Here, the director's casualty of wartime love is Inman (Jude Law), a Confederate deserter who's travelling home to his love, Ada (Nicole Kidman), whom – this being a distinguished Miramax literary adaptation – he has never really known. Like The English Patient and Lasse Hallström brace The Cider House Rules and Chocolat, Cold Mountain emerged from Weinstein's production line primed to tap on Oscar's shoulder, brimming with literary pedigree, lavish scenery, weighty emotions and an eminent cast. Alas for Miramax, the only shoulder offered by Oscar was as cold as the film's mountain. That, however, should not really matter: Minghella's movie – a soft-yet-savage folk tale – is, in fact, so self-congratulatory it should be able to survive without plaudits from other quarters.
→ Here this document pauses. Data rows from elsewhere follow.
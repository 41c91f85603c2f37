use std::env;
use std::time::Duration;

pub const DEFAULT_BASE_URL: &str = "https://api.the-odds-api.com";
pub const DEFAULT_SPORT: &str = "soccer_epl";
const DEFAULT_TIMEOUT_SECS: u64 = 10;

#[derive(Debug, Clone, PartialEq, Eq)]
pub struct OddsConfig {
    pub api_key: Option<String>,
    pub base_url: String,
    pub default_sport: String,
    pub timeout: Duration,
}

impl Default for OddsConfig {
    fn default() -> Self {
        Self {
            api_key: None,
            base_url: DEFAULT_BASE_URL.to_string(),
            default_sport: DEFAULT_SPORT.to_string(),
            timeout: Duration::from_secs(DEFAULT_TIMEOUT_SECS),
        }
    }
}

impl OddsConfig {
    pub fn from_env() -> Self {
        Self::from_lookup(|key| env::var(key).ok())
    }

    /// Builds the config from any key lookup, so tests don't touch the process env.
    pub fn from_lookup(lookup: impl Fn(&str) -> Option<String>) -> Self {
        let non_empty = |key: &str| {
            lookup(key)
                .map(|s| s.trim().to_string())
                .filter(|s| !s.is_empty())
        };

        let api_key = non_empty("ODDS_API_KEY");
        let base_url = non_empty("ODDS_API_BASE_URL")
            .map(|s| s.trim_end_matches('/').to_string())
            .unwrap_or_else(|| DEFAULT_BASE_URL.to_string());
        let default_sport =
            non_empty("ODDS_DEFAULT_SPORT").unwrap_or_else(|| DEFAULT_SPORT.to_string());
        let timeout_secs = non_empty("ODDS_TIMEOUT_SECS")
            .and_then(|v| v.parse::<u64>().ok())
            .unwrap_or(DEFAULT_TIMEOUT_SECS)
            .clamp(1, 30);

        Self {
            api_key,
            base_url,
            default_sport,
            timeout: Duration::from_secs(timeout_secs),
        }
    }

    pub fn is_mock_mode(&self) -> bool {
        self.api_key.is_none()
    }
}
It revels in its deliberate delicacy, painting gnarled characters against a vast, snowy backdrop framed by menacing mountains.

This epic canvas might not inspire the Academy – he has done it all before – but it lets Minghella adapt another poetically composed novel, where the plot is of less importance than an immersion in the landscapes and the characters' inner conflicts. The love between Inman and Ada is that of a folk tale; the two have barely met, yet during their separation each wields the memory of the other as a weapon in their own personal battles, their affection serving as salvation from their circumstances, rather than recalling a longing for times past.So too the main narrative structure, employed by every scribe from Homer to Hartman (Phil, in Pee-Weeís Big Adventure!), which sees the hero's journey punctured by encounters that act as their own self-contained fables.

Kidman's porcelain beauty, Renée Zellweger's spikey sidekick, Jude Law's distant hero – all the elements that so annoyed more acerbic critics are valuable ingredients of a fairy tale, and it is only within this context that the delicate love story blossoms, detached from the harsh realism of the world in which it plays.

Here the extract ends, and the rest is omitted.